A República falsa
- Uma sentença histórica
- A República falsa
- A democracia falsa
- O que merecemos construir
“Muita gente se surpreende com esse estado permanente de perturbação da ordem e, muitas vezes, da paz nos países ibero-americanos. Esse fato aparentemente inexplicável para aqueles que não conhecem nossos países, aparece como até natural para os que sabemos como se desenvolve a vida real desses povos explorados pelo imperialismo, com a cumplicidade das oligarquias nativas que prosperam com isso, amparadas em suas guardas pretorianas, que não hesitam em se converter em forças de ocupação quando a ‘colônia’ ou os interesses criados estão em perigo.

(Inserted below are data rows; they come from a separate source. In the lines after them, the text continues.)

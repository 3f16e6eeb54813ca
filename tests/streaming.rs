use std::sync::Arc;
use std::thread;
use std::time::{Duration, SystemTime, UNIX_EPOCH};

use streambus::{
    BrokerError, Client, MemoryClient, Message, Producer, PublishAsync, ReceiveAsync, Shard,
    StreamingConsumer, Topic, Ulid,
};

fn now_millis() -> u64 {
    SystemTime::now()
        .duration_since(UNIX_EPOCH)
        .unwrap()
        .as_millis() as u64
}

fn message(external_id: &str) -> Message {
    Message::builder()
        .external_id(external_id)
        .data("payload", external_id.as_bytes().to_vec())
        .build()
        .unwrap()
}

fn shard_of(topic: &Arc<dyn Topic>) -> Arc<dyn Shard> {
    topic.shard_of(&topic.first_shard()).unwrap()
}

#[test]
fn messages_arrive_in_publish_order() {
    let client = MemoryClient::new();
    let topic = client.topic_of("orders").unwrap();
    let producer = topic.producer().unwrap();
    producer
        .publish(vec![message("a"), message("b"), message("c"), message("d")])
        .unwrap();

    let shard = shard_of(&topic);
    let consumer = shard
        .streaming_consumer(shard.cursor_at_trim_horizon())
        .unwrap();

    let mut prev: Option<Ulid> = None;
    for expected in ["a", "b", "c", "d"] {
        let received = consumer.receive(Duration::from_secs(1)).unwrap().unwrap();
        assert_eq!(received.external_id(), expected);
        let ulid = received.ulid().unwrap();
        if let Some(prev) = prev {
            assert!(ulid > prev);
        }
        prev = Some(ulid);
    }
    assert!(consumer.receive(Duration::from_millis(10)).unwrap().is_none());
}

#[test]
fn all_fields_survive_publish_and_consume() {
    let client = MemoryClient::new();
    let topic = client.topic_of("orders").unwrap();
    let producer = topic.producer().unwrap();

    let original = Message::builder()
        .external_id("order-17")
        .client_source_id("client-1")
        .ordering_group("group-a")
        .sequence_number(3)
        .attribute("key1", "value1")
        .attribute("key2", "value2")
        .data("payload", vec![1, 2, 3])
        .data("attachment", vec![4, 5])
        .build()
        .unwrap();
    producer.publish(vec![original]).unwrap();

    let shard = shard_of(&topic);
    let consumer = shard
        .streaming_consumer(shard.cursor_at_trim_horizon())
        .unwrap();
    let received = consumer.receive(Duration::from_secs(1)).unwrap().unwrap();

    assert_eq!(received.external_id(), "order-17");
    assert_eq!(received.client_source_id(), Some("client-1"));
    assert_eq!(received.ordering_group(), Some("group-a"));
    assert_eq!(received.sequence_number(), 3);
    assert_eq!(received.attribute("key1"), Some("value1"));
    assert_eq!(received.attribute("key2"), Some("value2"));
    let keys: Vec<&str> = received.keys().collect();
    assert_eq!(keys, vec!["payload", "attachment"]);
    assert_eq!(received.get("payload"), Some(&[1u8, 2, 3][..]));
    assert_eq!(received.get("attachment"), Some(&[4u8, 5][..]));

    let ulid = received.ulid().unwrap();
    let provider = received.provider().unwrap();
    assert_eq!(provider.shard_id, topic.first_shard());
    assert_eq!(provider.technology, "streambus-memory");
    assert_eq!(provider.sequence_number, ulid.to_string());
    assert!(provider.published_timestamp > 0);
    assert_eq!(received.client_published_timestamp(), Some(ulid.timestamp_ms()));
}

#[test]
fn checkpoint_resume_continues_where_left_off() {
    let client = MemoryClient::new();
    let topic = client.topic_of("orders").unwrap();
    let producer = topic.producer().unwrap();
    producer
        .publish(vec![message("a"), message("b"), message("c")])
        .unwrap();

    let shard = shard_of(&topic);
    let consumer = shard
        .streaming_consumer(shard.cursor_at_trim_horizon())
        .unwrap();
    consumer.receive(Duration::from_secs(1)).unwrap().unwrap();
    consumer.receive(Duration::from_secs(1)).unwrap().unwrap();
    let checkpoint = consumer.current_position().checkpoint().unwrap();
    consumer.close();

    let resumed = shard
        .streaming_consumer(shard.cursor_of_checkpoint(&checkpoint).unwrap())
        .unwrap();
    let next = resumed.receive(Duration::from_secs(1)).unwrap().unwrap();
    assert_eq!(next.external_id(), "c");
}

#[test]
fn seek_repositions_by_timestamp() {
    let client = MemoryClient::new();
    let topic = client.topic_of("orders").unwrap();
    let producer = topic.producer().unwrap();

    // Explicit identifiers pin each message to a known millisecond.
    let t0 = now_millis();
    let publish_at = |external_id: &str, ts: u64| {
        Message::builder()
            .ulid(Ulid::from_parts(ts, 1))
            .external_id(external_id)
            .build()
            .unwrap()
    };
    producer
        .publish(vec![
            publish_at("a", t0 - 2000),
            publish_at("b", t0 - 1000),
            publish_at("c", t0),
        ])
        .unwrap();

    let shard = shard_of(&topic);
    let consumer = shard
        .streaming_consumer(shard.cursor_at_trim_horizon())
        .unwrap();
    consumer.seek(t0 - 1000);
    let next = consumer.receive(Duration::from_secs(1)).unwrap().unwrap();
    assert_eq!(next.external_id(), "b");

    consumer.seek(t0 - 2000);
    let next = consumer.receive(Duration::from_secs(1)).unwrap().unwrap();
    assert_eq!(next.external_id(), "a");

    // Seeking past the last message leaves nothing to receive.
    consumer.seek(t0 + 1000);
    assert!(consumer.receive(Duration::from_millis(100)).unwrap().is_none());
}

#[test]
fn external_id_cursor_inclusive_and_exclusive() {
    let client = MemoryClient::new();
    let topic = client.topic_of("orders").unwrap();
    let producer = topic.producer().unwrap();
    producer
        .publish(vec![message("a"), message("b"), message("c"), message("d")])
        .unwrap();

    let shard = shard_of(&topic);
    let now = now_millis();

    let inclusive = shard
        .cursor_of()
        .external_id("b", now, Duration::from_secs(60))
        .inclusive(true)
        .build()
        .unwrap();
    let consumer = shard.streaming_consumer(inclusive).unwrap();
    let next = consumer.receive(Duration::from_secs(1)).unwrap().unwrap();
    assert_eq!(next.external_id(), "b");

    let exclusive = shard
        .cursor_of()
        .external_id("b", now, Duration::from_secs(60))
        .inclusive(false)
        .build()
        .unwrap();
    let consumer = shard.streaming_consumer(exclusive).unwrap();
    let next = consumer.receive(Duration::from_secs(1)).unwrap().unwrap();
    assert_eq!(next.external_id(), "c");
}

#[test]
fn missing_external_id_fails_resolution() {
    let client = MemoryClient::new();
    let topic = client.topic_of("orders").unwrap();
    topic
        .producer()
        .unwrap()
        .publish(vec![message("a")])
        .unwrap();

    let shard = shard_of(&topic);
    let cursor = shard
        .cursor_of()
        .external_id("nope", now_millis(), Duration::from_secs(60))
        .build()
        .unwrap();
    match shard.streaming_consumer(cursor) {
        Err(BrokerError::NoSuchExternalId(id)) => assert_eq!(id, "nope"),
        other => panic!("expected NoSuchExternalId, got {:?}", other.map(|_| ())),
    }
}

#[test]
fn empty_topic_cursors() {
    let client = MemoryClient::new();
    let topic = client.topic_of("orders").unwrap();
    let shard = shard_of(&topic);

    assert!(shard.cursor_at_last_message().unwrap().is_none());
    // After-last on an empty topic still builds a usable cursor.
    let after = shard.cursor_after_last_message().unwrap();
    let consumer = shard.streaming_consumer(after).unwrap();
    assert!(consumer.receive(Duration::from_millis(10)).unwrap().is_none());
}

#[test]
fn consumers_track_positions_independently() {
    let client = MemoryClient::new();
    let topic = client.topic_of("orders").unwrap();
    let producer = topic.producer().unwrap();
    producer.publish(vec![message("a"), message("b")]).unwrap();

    let shard = shard_of(&topic);
    let first = shard
        .streaming_consumer(shard.cursor_at_trim_horizon())
        .unwrap();
    let second = shard
        .streaming_consumer(shard.cursor_at_trim_horizon())
        .unwrap();

    // Draining one consumer must not advance the other.
    assert_eq!(
        first.receive(Duration::from_secs(1)).unwrap().unwrap().external_id(),
        "a"
    );
    assert_eq!(
        first.receive(Duration::from_secs(1)).unwrap().unwrap().external_id(),
        "b"
    );
    assert_eq!(
        second.receive(Duration::from_secs(1)).unwrap().unwrap().external_id(),
        "a"
    );
}

#[test]
fn head_cursor_sees_only_later_messages() {
    let client = MemoryClient::new();
    let topic = client.topic_of("orders").unwrap();
    let producer = topic.producer().unwrap();
    producer.publish(vec![message("old")]).unwrap();

    let shard = shard_of(&topic);
    // Head resolves at consumer construction, so "old" is behind it.
    thread::sleep(Duration::from_millis(5));
    let consumer = shard.streaming_consumer(shard.cursor_head()).unwrap();
    assert!(consumer.receive(Duration::from_millis(10)).unwrap().is_none());

    producer.publish(vec![message("new")]).unwrap();
    let next = consumer.receive(Duration::from_secs(1)).unwrap().unwrap();
    assert_eq!(next.external_id(), "new");
}

#[test]
fn blocked_receive_wakes_on_publish() {
    let client = MemoryClient::new();
    let topic = client.topic_of("orders").unwrap();
    let shard = shard_of(&topic);
    let consumer = shard
        .streaming_consumer(shard.cursor_at_trim_horizon())
        .unwrap();

    let handle = thread::spawn(move || consumer.receive(Duration::from_secs(10)));
    thread::sleep(Duration::from_millis(50));
    topic.producer().unwrap().publish(vec![message("a")]).unwrap();

    let received = handle.join().unwrap().unwrap().unwrap();
    assert_eq!(received.external_id(), "a");
}

#[test]
fn close_wakes_blocked_receive() {
    let client = MemoryClient::new();
    let topic = client.topic_of("orders").unwrap();
    let shard = shard_of(&topic);
    let consumer = shard
        .streaming_consumer(shard.cursor_at_trim_horizon())
        .unwrap();
    let blocked = Arc::clone(&consumer);

    let handle = thread::spawn(move || blocked.receive(Duration::from_secs(30)));
    thread::sleep(Duration::from_millis(50));
    consumer.close();

    match handle.join().unwrap() {
        Err(BrokerError::Closed) => {}
        other => panic!("expected Closed, got {:?}", other.map(|_| ())),
    }
    assert!(consumer.is_closed());
}

#[test]
fn receive_deadline_holds_during_concurrent_receive() {
    let client = MemoryClient::new();
    let topic = client.topic_of("orders").unwrap();
    let shard = shard_of(&topic);
    let consumer = shard
        .streaming_consumer(shard.cursor_at_trim_horizon())
        .unwrap();
    let blocked = Arc::clone(&consumer);

    let handle = thread::spawn(move || blocked.receive(Duration::from_secs(5)));
    thread::sleep(Duration::from_millis(50));

    // A second receive on the same consumer must honor its own deadline
    // instead of queueing behind the blocked one.
    let started = std::time::Instant::now();
    let result = consumer.receive(Duration::from_millis(100)).unwrap();
    assert!(result.is_none());
    assert!(
        started.elapsed() < Duration::from_secs(1),
        "concurrent receive took {:?}",
        started.elapsed()
    );

    topic.producer().unwrap().publish(vec![message("a")]).unwrap();
    let received = handle.join().unwrap().unwrap().unwrap();
    assert_eq!(received.external_id(), "a");
}

#[test]
fn seek_and_current_position_stay_prompt_during_blocked_receive() {
    let client = MemoryClient::new();
    let topic = client.topic_of("orders").unwrap();
    let shard = shard_of(&topic);
    let consumer = shard
        .streaming_consumer(shard.cursor_at_trim_horizon())
        .unwrap();
    let blocked = Arc::clone(&consumer);

    let handle = thread::spawn(move || blocked.receive(Duration::from_secs(5)));
    thread::sleep(Duration::from_millis(50));

    let started = std::time::Instant::now();
    consumer.seek(0);
    let position = consumer.current_position();
    assert!(
        started.elapsed() < Duration::from_secs(1),
        "seek during a blocked receive took {:?}",
        started.elapsed()
    );
    assert!(position.is_resolved());

    // The blocked receive picks up the new position once data arrives.
    topic.producer().unwrap().publish(vec![message("a")]).unwrap();
    let received = handle.join().unwrap().unwrap().unwrap();
    assert_eq!(received.external_id(), "a");
}

#[test]
fn async_publish_and_receive() {
    let client = MemoryClient::new();
    let topic = client.topic_of("orders").unwrap();
    let producer = topic.producer().unwrap();

    producer
        .publish_async(vec![message("a")])
        .join()
        .unwrap()
        .unwrap();

    let shard = shard_of(&topic);
    let consumer = shard
        .streaming_consumer(shard.cursor_at_trim_horizon())
        .unwrap();
    let received = consumer.receive_async().join().unwrap().unwrap().unwrap();
    assert_eq!(received.external_id(), "a");
}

Esse estado de coisas tem sua origem nos próprios começos do século XIX e, simultaneamente com nossa independência, sobre os escombros do Império Espanhol, começa-se a montar seu substituto: o Império inglês que, com grande inteligência, não utiliza a força para dominar, mas sim os meios econômicos convenientemente empregados, gravitantes sobre os interesses da incipiente classe dirigente dessa nascente comunidade. É assim que nascem nossas ‘Repúblicas’, com uma aparente independência política, mas na realidade verdadeiramente submetidas por outros meios nos quais, se não entra a força das armas, emprega-se a habilidade que costuma ser infinitamente superior.”
(Perón, 1968)
1.
Em junho de 2025 na Argentina é divulgada uma sentença judicial que condena a ex-presidenta Fernández de Kirchner a 6 anos de prisão e à impossibilidade de ocupar cargos públicos de maneira permanente.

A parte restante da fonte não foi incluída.